- _Input_
● ● ●
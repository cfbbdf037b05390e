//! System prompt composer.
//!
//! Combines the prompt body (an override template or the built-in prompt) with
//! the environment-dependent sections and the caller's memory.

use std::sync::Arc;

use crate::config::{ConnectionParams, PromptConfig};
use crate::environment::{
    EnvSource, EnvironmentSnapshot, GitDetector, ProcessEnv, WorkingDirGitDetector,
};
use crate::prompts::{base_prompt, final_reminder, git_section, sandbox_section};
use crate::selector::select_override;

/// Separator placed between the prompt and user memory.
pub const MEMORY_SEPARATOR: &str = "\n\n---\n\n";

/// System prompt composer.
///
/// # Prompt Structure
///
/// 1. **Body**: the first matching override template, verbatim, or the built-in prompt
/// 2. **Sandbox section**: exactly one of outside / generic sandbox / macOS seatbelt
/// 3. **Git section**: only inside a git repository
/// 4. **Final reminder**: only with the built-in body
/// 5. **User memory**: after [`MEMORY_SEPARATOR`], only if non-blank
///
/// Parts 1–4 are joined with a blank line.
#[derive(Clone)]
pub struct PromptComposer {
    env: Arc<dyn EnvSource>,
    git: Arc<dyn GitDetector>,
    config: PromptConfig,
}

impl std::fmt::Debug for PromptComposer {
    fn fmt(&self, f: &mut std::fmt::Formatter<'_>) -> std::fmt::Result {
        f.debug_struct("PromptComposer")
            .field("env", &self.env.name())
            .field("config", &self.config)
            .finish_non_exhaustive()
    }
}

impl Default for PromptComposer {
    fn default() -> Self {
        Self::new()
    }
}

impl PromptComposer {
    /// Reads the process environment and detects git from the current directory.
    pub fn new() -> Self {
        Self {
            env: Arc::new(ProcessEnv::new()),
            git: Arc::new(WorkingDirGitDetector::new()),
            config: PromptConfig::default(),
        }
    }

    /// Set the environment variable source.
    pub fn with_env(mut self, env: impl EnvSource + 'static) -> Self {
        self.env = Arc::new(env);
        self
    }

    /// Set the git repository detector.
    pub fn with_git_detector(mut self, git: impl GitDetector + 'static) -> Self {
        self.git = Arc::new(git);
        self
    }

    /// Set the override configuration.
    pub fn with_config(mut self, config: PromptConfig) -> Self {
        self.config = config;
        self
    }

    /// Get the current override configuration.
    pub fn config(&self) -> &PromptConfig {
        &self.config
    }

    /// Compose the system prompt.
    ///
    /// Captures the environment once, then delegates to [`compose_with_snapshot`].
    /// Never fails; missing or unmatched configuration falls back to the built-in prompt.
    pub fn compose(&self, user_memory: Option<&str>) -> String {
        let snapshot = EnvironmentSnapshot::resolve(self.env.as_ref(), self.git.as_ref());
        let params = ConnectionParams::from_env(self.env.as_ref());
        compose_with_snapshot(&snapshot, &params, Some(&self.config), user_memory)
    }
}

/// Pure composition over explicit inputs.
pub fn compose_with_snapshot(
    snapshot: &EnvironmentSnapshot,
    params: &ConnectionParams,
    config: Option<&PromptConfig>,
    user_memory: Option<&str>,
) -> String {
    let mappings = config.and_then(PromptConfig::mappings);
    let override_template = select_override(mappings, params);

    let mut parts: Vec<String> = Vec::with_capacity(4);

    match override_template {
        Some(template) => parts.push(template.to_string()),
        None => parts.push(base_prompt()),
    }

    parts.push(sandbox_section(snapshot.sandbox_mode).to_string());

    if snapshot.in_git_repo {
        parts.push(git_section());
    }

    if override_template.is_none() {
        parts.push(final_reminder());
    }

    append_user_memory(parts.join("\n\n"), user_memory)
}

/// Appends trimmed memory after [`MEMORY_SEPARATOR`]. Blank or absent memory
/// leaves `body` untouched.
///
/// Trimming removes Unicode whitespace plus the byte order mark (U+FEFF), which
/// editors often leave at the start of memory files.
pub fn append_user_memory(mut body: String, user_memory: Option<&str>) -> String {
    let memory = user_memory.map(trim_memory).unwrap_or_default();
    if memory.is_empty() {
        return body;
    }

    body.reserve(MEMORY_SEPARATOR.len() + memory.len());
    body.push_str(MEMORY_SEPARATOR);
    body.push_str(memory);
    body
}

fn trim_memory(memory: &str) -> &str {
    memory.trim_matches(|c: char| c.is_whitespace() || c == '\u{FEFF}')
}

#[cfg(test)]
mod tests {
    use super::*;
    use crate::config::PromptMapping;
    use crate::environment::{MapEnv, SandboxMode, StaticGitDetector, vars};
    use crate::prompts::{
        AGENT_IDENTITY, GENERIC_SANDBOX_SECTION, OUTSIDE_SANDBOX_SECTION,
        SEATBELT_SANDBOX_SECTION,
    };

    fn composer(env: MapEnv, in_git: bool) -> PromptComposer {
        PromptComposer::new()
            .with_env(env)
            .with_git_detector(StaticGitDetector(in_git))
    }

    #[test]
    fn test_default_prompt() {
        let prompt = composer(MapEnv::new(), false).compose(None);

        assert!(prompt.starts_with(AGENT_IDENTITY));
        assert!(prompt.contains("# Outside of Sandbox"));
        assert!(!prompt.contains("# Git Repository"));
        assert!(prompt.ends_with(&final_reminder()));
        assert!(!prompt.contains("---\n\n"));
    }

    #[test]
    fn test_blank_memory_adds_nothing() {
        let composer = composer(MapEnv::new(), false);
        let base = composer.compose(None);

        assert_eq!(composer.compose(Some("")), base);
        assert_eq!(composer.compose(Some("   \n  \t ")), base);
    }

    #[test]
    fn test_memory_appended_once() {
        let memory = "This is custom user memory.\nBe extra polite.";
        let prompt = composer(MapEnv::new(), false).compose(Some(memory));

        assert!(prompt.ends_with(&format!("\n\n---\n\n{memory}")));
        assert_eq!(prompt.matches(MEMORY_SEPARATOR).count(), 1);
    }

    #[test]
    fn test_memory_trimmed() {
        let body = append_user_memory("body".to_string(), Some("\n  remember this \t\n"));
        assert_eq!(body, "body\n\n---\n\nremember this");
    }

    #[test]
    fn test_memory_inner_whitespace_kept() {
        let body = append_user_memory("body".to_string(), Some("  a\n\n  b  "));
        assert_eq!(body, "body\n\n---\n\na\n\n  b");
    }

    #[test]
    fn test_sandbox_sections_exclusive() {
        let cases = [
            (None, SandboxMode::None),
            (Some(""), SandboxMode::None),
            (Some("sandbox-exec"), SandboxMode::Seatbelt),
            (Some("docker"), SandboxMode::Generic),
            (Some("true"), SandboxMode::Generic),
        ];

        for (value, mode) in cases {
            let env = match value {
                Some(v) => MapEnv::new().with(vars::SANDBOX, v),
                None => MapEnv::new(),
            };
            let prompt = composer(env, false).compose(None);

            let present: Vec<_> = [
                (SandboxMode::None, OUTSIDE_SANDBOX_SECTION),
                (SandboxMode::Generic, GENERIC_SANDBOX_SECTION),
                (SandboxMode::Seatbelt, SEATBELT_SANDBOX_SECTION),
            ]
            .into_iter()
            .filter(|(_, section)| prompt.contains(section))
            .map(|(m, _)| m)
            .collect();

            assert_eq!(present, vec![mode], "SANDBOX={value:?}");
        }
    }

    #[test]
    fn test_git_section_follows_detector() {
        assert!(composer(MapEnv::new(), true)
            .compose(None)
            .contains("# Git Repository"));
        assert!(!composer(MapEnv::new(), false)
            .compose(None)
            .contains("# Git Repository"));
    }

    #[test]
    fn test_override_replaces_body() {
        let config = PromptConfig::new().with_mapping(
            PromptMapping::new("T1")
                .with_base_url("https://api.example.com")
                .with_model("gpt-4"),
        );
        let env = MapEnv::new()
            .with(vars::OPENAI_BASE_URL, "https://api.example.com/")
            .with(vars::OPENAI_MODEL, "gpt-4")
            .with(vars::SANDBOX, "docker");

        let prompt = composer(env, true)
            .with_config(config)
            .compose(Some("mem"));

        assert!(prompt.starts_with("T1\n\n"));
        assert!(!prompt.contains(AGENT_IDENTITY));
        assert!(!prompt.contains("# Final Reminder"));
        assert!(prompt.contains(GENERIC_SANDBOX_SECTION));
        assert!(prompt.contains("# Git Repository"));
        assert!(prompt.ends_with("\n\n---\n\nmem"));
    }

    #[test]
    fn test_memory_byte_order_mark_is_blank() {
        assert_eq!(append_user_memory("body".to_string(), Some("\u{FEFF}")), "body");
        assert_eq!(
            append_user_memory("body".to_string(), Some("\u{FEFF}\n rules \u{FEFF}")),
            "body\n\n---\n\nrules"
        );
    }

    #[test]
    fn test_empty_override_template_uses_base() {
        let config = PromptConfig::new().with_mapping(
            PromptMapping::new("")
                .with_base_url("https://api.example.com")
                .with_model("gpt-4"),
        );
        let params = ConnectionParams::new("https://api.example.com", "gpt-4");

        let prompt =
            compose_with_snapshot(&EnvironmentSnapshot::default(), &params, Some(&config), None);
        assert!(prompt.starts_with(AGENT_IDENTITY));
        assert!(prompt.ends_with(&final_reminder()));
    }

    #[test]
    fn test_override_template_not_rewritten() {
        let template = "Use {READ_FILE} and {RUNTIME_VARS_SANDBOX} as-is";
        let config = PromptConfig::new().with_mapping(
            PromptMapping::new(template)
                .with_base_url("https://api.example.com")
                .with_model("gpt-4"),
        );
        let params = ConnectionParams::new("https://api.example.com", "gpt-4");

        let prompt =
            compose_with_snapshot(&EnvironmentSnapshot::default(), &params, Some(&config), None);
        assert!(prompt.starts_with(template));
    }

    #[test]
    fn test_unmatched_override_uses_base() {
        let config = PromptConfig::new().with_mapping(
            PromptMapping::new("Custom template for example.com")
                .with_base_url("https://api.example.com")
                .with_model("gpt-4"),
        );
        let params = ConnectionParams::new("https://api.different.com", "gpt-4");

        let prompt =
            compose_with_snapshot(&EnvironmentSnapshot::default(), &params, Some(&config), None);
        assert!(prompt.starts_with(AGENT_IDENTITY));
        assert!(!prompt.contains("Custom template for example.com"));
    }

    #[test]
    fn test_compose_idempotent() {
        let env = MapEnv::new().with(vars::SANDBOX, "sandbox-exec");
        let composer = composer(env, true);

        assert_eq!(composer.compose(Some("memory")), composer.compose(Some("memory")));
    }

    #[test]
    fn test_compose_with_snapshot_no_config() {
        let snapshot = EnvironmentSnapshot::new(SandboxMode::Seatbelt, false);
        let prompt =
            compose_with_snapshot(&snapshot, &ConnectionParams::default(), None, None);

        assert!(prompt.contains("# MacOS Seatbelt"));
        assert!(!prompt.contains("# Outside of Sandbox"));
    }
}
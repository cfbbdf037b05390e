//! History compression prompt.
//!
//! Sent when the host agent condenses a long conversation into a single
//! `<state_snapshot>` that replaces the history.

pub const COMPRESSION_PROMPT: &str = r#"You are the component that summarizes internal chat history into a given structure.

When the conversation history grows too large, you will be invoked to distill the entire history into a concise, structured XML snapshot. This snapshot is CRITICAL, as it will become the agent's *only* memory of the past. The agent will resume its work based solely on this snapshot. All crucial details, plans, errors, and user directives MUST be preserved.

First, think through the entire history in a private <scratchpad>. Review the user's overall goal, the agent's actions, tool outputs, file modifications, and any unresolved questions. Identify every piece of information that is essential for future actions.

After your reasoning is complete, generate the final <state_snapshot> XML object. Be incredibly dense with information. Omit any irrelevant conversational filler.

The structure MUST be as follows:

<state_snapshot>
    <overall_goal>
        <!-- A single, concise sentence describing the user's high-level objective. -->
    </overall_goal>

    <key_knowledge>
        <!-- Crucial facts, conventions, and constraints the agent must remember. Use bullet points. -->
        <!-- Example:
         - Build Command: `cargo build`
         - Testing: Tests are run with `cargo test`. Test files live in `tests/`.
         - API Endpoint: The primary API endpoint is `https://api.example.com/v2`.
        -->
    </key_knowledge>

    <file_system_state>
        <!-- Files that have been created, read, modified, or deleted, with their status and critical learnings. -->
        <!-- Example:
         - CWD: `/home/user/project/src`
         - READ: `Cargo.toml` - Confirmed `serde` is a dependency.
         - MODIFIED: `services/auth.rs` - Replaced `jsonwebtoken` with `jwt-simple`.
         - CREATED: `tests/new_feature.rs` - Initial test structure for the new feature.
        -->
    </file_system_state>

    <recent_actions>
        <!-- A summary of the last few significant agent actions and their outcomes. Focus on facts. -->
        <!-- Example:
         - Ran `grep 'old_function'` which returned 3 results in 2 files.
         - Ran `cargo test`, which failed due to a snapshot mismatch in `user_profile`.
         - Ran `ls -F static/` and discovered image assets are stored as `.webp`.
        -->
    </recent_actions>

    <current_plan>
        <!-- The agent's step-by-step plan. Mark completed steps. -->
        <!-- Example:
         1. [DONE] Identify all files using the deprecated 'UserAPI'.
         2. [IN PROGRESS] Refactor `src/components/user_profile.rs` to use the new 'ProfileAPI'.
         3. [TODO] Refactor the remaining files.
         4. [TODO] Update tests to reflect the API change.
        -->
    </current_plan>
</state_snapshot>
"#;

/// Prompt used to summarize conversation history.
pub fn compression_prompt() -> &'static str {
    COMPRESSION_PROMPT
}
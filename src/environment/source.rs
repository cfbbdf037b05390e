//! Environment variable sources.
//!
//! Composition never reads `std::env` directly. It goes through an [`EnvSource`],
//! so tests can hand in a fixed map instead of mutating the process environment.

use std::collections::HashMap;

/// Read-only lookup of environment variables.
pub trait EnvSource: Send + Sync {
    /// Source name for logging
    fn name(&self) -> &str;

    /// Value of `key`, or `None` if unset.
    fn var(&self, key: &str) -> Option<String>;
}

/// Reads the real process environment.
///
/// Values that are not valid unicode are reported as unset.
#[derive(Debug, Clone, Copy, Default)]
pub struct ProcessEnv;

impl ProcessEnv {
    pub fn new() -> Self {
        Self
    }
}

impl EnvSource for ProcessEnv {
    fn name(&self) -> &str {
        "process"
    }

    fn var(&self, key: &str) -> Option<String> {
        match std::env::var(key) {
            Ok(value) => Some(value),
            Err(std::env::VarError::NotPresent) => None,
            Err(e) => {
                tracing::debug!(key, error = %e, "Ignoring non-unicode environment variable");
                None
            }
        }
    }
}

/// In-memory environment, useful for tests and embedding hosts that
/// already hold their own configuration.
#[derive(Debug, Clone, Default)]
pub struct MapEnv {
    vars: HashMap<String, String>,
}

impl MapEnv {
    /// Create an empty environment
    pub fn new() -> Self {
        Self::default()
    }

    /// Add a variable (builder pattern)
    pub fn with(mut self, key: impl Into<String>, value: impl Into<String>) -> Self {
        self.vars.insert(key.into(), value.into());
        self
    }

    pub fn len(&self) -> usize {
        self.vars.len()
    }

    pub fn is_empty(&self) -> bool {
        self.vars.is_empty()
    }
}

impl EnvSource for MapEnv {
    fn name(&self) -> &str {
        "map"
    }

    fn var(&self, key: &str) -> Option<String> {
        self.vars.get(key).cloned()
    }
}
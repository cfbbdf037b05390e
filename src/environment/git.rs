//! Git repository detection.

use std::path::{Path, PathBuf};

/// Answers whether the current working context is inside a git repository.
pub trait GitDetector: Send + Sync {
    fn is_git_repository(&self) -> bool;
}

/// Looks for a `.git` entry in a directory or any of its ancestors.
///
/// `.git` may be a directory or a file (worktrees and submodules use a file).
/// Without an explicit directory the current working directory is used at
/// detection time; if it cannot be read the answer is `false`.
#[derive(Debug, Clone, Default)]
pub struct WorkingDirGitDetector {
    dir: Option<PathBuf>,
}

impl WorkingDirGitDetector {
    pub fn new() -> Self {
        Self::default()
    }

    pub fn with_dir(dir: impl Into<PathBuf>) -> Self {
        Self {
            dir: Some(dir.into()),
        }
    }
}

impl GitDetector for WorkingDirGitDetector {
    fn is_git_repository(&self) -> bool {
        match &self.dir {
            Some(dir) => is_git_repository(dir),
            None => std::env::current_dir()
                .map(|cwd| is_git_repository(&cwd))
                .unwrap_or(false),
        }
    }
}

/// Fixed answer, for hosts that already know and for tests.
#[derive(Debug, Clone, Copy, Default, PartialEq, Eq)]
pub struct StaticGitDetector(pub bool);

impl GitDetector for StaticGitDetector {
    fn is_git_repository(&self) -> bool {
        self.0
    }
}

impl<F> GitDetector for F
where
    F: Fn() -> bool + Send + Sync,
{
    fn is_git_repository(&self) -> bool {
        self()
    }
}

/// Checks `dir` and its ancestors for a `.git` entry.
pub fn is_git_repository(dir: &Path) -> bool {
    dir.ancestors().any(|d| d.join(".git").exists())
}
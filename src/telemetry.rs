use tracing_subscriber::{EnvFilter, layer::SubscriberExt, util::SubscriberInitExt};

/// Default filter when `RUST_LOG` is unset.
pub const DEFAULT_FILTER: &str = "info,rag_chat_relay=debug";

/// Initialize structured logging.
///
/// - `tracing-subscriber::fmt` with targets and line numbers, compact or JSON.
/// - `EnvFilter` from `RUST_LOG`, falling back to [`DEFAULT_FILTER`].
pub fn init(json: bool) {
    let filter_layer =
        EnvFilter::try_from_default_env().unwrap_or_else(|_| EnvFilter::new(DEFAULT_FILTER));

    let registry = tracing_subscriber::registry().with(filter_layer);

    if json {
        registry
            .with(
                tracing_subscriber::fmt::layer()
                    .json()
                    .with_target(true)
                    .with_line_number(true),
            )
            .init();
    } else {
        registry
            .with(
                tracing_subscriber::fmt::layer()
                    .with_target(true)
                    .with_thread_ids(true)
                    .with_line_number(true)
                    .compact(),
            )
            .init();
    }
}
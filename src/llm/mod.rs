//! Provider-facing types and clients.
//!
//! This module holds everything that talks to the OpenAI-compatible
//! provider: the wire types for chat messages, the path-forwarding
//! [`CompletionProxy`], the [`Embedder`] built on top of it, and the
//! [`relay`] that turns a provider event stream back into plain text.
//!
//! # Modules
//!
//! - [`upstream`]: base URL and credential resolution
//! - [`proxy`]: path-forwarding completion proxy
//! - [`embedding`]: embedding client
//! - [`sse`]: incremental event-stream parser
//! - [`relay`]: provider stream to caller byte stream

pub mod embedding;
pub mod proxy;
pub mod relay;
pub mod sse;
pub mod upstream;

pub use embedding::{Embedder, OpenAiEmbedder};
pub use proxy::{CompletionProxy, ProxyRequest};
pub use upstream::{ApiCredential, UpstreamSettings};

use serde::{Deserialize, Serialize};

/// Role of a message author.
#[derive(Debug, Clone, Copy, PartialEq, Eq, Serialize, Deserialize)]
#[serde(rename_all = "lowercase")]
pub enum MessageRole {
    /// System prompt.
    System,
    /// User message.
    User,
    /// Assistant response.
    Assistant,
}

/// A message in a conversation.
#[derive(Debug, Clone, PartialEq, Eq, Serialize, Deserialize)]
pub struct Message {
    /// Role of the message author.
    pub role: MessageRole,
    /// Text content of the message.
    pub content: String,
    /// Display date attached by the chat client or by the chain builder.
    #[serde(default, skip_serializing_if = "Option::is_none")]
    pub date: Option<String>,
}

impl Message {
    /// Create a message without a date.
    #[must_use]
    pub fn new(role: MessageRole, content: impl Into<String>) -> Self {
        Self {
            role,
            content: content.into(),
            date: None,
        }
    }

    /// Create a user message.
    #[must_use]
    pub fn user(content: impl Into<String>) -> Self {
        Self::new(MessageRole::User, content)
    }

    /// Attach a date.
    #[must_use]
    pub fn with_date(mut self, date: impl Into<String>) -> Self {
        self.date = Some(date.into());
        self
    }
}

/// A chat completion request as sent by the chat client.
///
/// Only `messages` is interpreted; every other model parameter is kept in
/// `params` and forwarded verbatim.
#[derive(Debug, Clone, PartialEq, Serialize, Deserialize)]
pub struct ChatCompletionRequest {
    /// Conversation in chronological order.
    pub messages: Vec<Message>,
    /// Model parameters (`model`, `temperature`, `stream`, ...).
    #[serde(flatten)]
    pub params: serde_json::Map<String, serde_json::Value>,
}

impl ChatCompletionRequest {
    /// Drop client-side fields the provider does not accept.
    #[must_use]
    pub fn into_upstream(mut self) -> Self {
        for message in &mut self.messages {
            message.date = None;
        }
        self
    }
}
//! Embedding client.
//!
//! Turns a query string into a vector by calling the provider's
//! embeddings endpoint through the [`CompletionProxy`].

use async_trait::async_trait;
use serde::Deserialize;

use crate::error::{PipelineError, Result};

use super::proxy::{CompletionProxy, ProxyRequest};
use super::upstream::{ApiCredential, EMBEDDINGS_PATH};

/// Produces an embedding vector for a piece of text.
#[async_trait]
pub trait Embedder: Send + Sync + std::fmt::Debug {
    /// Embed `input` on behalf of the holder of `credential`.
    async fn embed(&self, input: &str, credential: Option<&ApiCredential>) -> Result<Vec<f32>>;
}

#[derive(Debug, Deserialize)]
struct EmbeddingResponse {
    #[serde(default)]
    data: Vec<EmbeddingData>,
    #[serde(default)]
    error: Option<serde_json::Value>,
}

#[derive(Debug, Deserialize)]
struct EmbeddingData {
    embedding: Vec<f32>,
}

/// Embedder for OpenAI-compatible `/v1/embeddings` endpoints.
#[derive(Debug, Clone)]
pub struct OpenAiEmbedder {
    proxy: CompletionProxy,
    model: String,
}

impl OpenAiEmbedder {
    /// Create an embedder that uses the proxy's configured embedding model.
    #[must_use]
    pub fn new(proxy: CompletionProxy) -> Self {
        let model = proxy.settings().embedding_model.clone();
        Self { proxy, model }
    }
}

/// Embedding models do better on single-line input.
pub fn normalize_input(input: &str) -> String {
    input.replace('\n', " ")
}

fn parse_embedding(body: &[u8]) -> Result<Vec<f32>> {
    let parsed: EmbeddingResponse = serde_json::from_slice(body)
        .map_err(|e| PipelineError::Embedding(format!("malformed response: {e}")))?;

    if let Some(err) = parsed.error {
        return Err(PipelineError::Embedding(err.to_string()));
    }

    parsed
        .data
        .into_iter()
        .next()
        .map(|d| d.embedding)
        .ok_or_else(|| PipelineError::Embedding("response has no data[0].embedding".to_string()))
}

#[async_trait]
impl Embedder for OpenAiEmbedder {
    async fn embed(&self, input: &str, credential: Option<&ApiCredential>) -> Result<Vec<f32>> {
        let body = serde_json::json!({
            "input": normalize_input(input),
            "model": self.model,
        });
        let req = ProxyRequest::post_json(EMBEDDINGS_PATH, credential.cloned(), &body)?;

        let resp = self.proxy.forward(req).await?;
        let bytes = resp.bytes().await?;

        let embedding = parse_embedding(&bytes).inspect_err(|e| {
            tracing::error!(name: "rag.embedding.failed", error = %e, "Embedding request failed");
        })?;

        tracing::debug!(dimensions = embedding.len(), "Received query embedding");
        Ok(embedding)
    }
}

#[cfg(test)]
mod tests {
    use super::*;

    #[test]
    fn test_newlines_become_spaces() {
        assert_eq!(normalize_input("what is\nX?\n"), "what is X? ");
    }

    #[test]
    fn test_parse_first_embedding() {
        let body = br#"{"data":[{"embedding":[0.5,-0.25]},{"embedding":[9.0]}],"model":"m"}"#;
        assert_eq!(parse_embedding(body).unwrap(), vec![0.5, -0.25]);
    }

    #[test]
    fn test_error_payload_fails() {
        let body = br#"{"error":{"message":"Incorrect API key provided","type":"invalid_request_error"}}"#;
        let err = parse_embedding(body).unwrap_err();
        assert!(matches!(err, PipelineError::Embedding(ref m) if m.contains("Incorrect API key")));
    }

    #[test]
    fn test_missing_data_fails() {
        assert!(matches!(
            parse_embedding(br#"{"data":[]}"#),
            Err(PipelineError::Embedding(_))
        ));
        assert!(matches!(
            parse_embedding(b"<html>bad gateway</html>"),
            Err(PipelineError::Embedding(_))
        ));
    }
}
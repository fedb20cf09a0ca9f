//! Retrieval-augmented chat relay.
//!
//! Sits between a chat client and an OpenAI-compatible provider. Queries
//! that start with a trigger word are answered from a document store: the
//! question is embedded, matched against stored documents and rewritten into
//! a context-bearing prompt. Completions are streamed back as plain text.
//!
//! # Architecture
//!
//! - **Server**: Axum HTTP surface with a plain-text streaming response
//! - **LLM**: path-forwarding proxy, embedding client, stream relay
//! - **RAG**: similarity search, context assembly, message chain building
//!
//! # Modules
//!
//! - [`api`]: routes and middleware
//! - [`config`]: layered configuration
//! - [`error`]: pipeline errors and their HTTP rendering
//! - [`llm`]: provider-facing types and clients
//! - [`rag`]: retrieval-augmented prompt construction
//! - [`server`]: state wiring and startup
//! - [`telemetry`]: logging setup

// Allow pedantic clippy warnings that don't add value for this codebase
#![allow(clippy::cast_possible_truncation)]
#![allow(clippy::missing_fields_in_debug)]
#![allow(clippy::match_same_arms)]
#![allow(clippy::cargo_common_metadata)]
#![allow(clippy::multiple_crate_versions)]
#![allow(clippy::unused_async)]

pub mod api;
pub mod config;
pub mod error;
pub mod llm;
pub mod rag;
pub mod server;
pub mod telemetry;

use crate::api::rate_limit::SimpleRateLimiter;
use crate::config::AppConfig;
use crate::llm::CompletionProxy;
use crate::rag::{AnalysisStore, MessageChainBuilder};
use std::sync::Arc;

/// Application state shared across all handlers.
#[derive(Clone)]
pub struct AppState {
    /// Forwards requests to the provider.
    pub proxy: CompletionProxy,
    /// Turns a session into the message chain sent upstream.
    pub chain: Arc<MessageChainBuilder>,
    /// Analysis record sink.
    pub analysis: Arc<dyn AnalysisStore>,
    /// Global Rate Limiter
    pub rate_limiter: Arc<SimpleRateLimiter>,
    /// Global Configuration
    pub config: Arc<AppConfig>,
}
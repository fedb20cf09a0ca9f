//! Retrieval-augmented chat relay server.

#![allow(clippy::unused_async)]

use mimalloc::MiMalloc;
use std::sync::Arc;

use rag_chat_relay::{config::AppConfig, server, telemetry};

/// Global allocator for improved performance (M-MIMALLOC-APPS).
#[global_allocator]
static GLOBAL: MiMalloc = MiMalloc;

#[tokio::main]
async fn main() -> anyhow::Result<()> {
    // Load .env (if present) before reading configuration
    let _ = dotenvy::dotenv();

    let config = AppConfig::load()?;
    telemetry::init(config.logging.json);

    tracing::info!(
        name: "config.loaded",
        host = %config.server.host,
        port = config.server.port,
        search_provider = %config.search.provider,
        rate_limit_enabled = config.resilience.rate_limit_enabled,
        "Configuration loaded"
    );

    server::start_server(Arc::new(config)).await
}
● ● ●
- _Work item_
Each line above that contains "tests" counts once; report the resulting number and nothing else.

- _Answer space_
8